[Start of section]

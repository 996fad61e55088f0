//! The network context.
//!
//! The [`Context`] owns every scope, the default bridge pool, the index of
//! bound containers and the alias index. All mutations run under a single
//! context lock; persistence, NIC and bridge link calls are the only
//! suspension points and happen while it is held.
//!
//! Lock order is context, then scope, then container.

use std::collections::HashMap;
use std::net::Ipv4Addr;
use std::sync::Arc;

use ipnet::Ipv4Net;
use tokio::sync::Mutex;
use tokio_util::sync::CancellationToken;

use vessel_common::{AddrErrorKind, ContainerId, ErrorKind, ScopeId, VesselError, VesselResult};

use crate::bridge::{BridgeLink, NullLink};
use crate::config::{NetworkConfig, PortGroup};
use crate::container::Container;
use crate::endpoint::Endpoint;
use crate::exec::{ContainerNetwork, ContainerRegistry, DeviceAdapter, Handle, NetworkEndpoint, SlotAssigner};
use crate::ip::{Range, all_ones, all_zeros, is_routable};
use crate::ipam::AddressSpace;
use crate::kvstore::KeyValueStore;
use crate::port::{Port, parse_alias_spec, scoped_alias_name};
use crate::scope::{Addressing, Scope, ScopeData, ScopeRecord, ScopeType, TrustLevel};

/// Key under which a scope record is persisted.
#[must_use]
pub fn scope_key(name: &str) -> String {
    format!("context.scopes.{}", name)
}

/// Pattern matching every persisted scope key.
pub const SCOPE_KEY_PATTERN: &str = r"context\.scopes\..+";

/// Desired attachment of a container to a scope.
#[derive(Debug, Clone, Default)]
pub struct AddContainerOptions {
    /// Scope name, ID prefix or `default`.
    pub scope: String,
    /// Static address.
    pub ip: Option<Ipv4Addr>,
    /// Alias specs, `[peer]:name`.
    pub aliases: Vec<String>,
    /// Port specs.
    pub ports: Vec<String>,
}

impl AddContainerOptions {
    /// Attach to `scope`.
    #[must_use]
    pub fn new(scope: impl Into<String>) -> Self {
        Self {
            scope: scope.into(),
            ..Self::default()
        }
    }

    /// Request a static address.
    #[must_use]
    pub const fn with_ip(mut self, ip: Ipv4Addr) -> Self {
        self.ip = Some(ip);
        self
    }

    /// Add an alias spec.
    #[must_use]
    pub fn with_alias(mut self, alias: impl Into<String>) -> Self {
        self.aliases.push(alias.into());
        self
    }

    /// Add a port spec.
    #[must_use]
    pub fn with_port(mut self, port: impl Into<String>) -> Self {
        self.ports.push(port.into());
        self
    }
}

async fn add_gateway_addr(link: &dyn BridgeLink, scope: &Scope) {
    let Some(subnet) = scope.subnet() else {
        return;
    };
    let Ok(addr) = Ipv4Net::new(scope.gateway(), subnet.prefix_len()) else {
        return;
    };

    match link.addr_add(addr).await {
        Ok(()) => {}
        Err(VesselError::LinkAddress {
            kind: AddrErrorKind::Exists,
            ..
        }) => {}
        Err(e) => {
            tracing::warn!(scope = %scope.name(), addr = %addr, link = %link.name(), error = %e, "Failed to add gateway address to bridge link");
        }
    }
}

async fn remove_gateway_addr(link: &dyn BridgeLink, scope: &Scope) {
    let Some(subnet) = scope.subnet() else {
        return;
    };
    let Ok(addr) = Ipv4Net::new(scope.gateway(), subnet.prefix_len()) else {
        return;
    };

    match link.addr_del(addr).await {
        Ok(()) => {}
        Err(VesselError::LinkAddress {
            kind: AddrErrorKind::NotAvailable,
            ..
        }) => {}
        Err(e) => {
            tracing::warn!(scope = %scope.name(), addr = %addr, link = %link.name(), error = %e, "Could not remove gateway address from bridge link");
        }
    }
}

async fn kv_put(
    kv: &dyn KeyValueStore,
    cancel: &CancellationToken,
    key: &str,
    value: &[u8],
) -> VesselResult<()> {
    tokio::select! {
        biased;
        () = cancel.cancelled() => Err(VesselError::cancelled(format!("put {}", key))),
        res = kv.put(cancel, key, value) => res,
    }
}

async fn kv_delete(kv: &dyn KeyValueStore, cancel: &CancellationToken, key: &str) -> VesselResult<()> {
    tokio::select! {
        biased;
        () = cancel.cancelled() => Err(VesselError::cancelled(format!("delete {}", key))),
        res = kv.delete(cancel, key) => res,
    }
}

[End of section]

Reproduce the records above exactly as they appear.

» **Answer**:
repository 996fad61e55088f0
//! The network context.
//!
//! The [`Context`] owns every scope, the default bridge pool, the index of
//! bound containers and the alias index. All mutations run under a single
//! context lock; persistence, NIC and bridge link calls are the only
//! suspension points and happen while it is held.
//!
//! Lock order is context, then scope, then container.

use std::collections::HashMap;
use std::net::Ipv4Addr;
use std::sync::Arc;

use ipnet::Ipv4Net;
use tokio::sync::Mutex;
use tokio_util::sync::CancellationToken;

use vessel_common::{AddrErrorKind, ContainerId, ErrorKind, ScopeId, VesselError, VesselResult};

use crate::bridge::{BridgeLink, NullLink};
use crate::config::{NetworkConfig, PortGroup};
use crate::container::Container;
use crate::endpoint::Endpoint;
use crate::exec::{ContainerNetwork, ContainerRegistry, DeviceAdapter, Handle, NetworkEndpoint, SlotAssigner};
use crate::ip::{Range, all_ones, all_zeros, is_routable};
use crate::ipam::AddressSpace;
use crate::kvstore::KeyValueStore;
use crate::port::{Port, parse_alias_spec, scoped_alias_name};
use crate::scope::{Addressing, Scope, ScopeData, ScopeRecord, ScopeType, TrustLevel};

/// Key under which a scope record is persisted.
#[must_use]
pub fn scope_key(name: &str) -> String {
    format!("context.scopes.{}", name)
}

/// Pattern matching every persisted scope key.
pub const SCOPE_KEY_PATTERN: &str = r"context\.scopes\..+";

/// Desired attachment of a container to a scope.
#[derive(Debug, Clone, Default)]
pub struct AddContainerOptions {
    /// Scope name, ID prefix or `default`.
    pub scope: String,
    /// Static address.
    pub ip: Option<Ipv4Addr>,
    /// Alias specs, `[peer]:name`.
    pub aliases: Vec<String>,
    /// Port specs.
    pub ports: Vec<String>,
}

impl AddContainerOptions {
    /// Attach to `scope`.
    #[must_use]
    pub fn new(scope: impl Into<String>) -> Self {
        Self {
            scope: scope.into(),
            ..Self::default()
        }
    }

    /// Request a static address.
    #[must_use]
    pub const fn with_ip(mut self, ip: Ipv4Addr) -> Self {
        self.ip = Some(ip);
        self
    }

    /// Add an alias spec.
    #[must_use]
    pub fn with_alias(mut self, alias: impl Into<String>) -> Self {
        self.aliases.push(alias.into());
        self
    }

    /// Add a port spec.
    #[must_use]
    pub fn with_port(mut self, port: impl Into<String>) -> Self {
        self.ports.push(port.into());
        self
    }
}

async fn add_gateway_addr(link: &dyn BridgeLink, scope: &Scope) {
    let Some(subnet) = scope.subnet() else {
        return;
    };
    let Ok(addr) = Ipv4Net::new(scope.gateway(), subnet.prefix_len()) else {
        return;
    };

    match link.addr_add(addr).await {
        Ok(()) => {}
        Err(VesselError::LinkAddress {
            kind: AddrErrorKind::Exists,
            ..
        }) => {}
        Err(e) => {
            tracing::warn!(scope = %scope.name(), addr = %addr, link = %link.name(), error = %e, "Failed to add gateway address to bridge link");
        }
    }
}

async fn remove_gateway_addr(link: &dyn BridgeLink, scope: &Scope) {
    let Some(subnet) = scope.subnet() else {
        return;
    };
    let Ok(addr) = Ipv4Net::new(scope.gateway(), subnet.prefix_len()) else {
        return;
    };

    match link.addr_del(addr).await {
        Ok(()) => {}
        Err(VesselError::LinkAddress {
            kind: AddrErrorKind::NotAvailable,
            ..
        }) => {}
        Err(e) => {
            tracing::warn!(scope = %scope.name(), addr = %addr, link = %link.name(), error = %e, "Could not remove gateway address from bridge link");
        }
    }
}

async fn kv_put(
    kv: &dyn KeyValueStore,
    cancel: &CancellationToken,
    key: &str,
    value: &[u8],
) -> VesselResult<()> {
    tokio::select! {
        biased;
        () = cancel.cancelled() => Err(VesselError::cancelled(format!("put {}", key))),
        res = kv.put(cancel, key, value) => res,
    }
}

async fn kv_delete(kv: &dyn KeyValueStore, cancel: &CancellationToken, key: &str) -> VesselResult<()> {
    tokio::select! {
        biased;
        () = cancel.cancelled() => Err(VesselError::cancelled(format!("delete {}", key))),
        res = kv.delete(cancel, key) => res,
    }
}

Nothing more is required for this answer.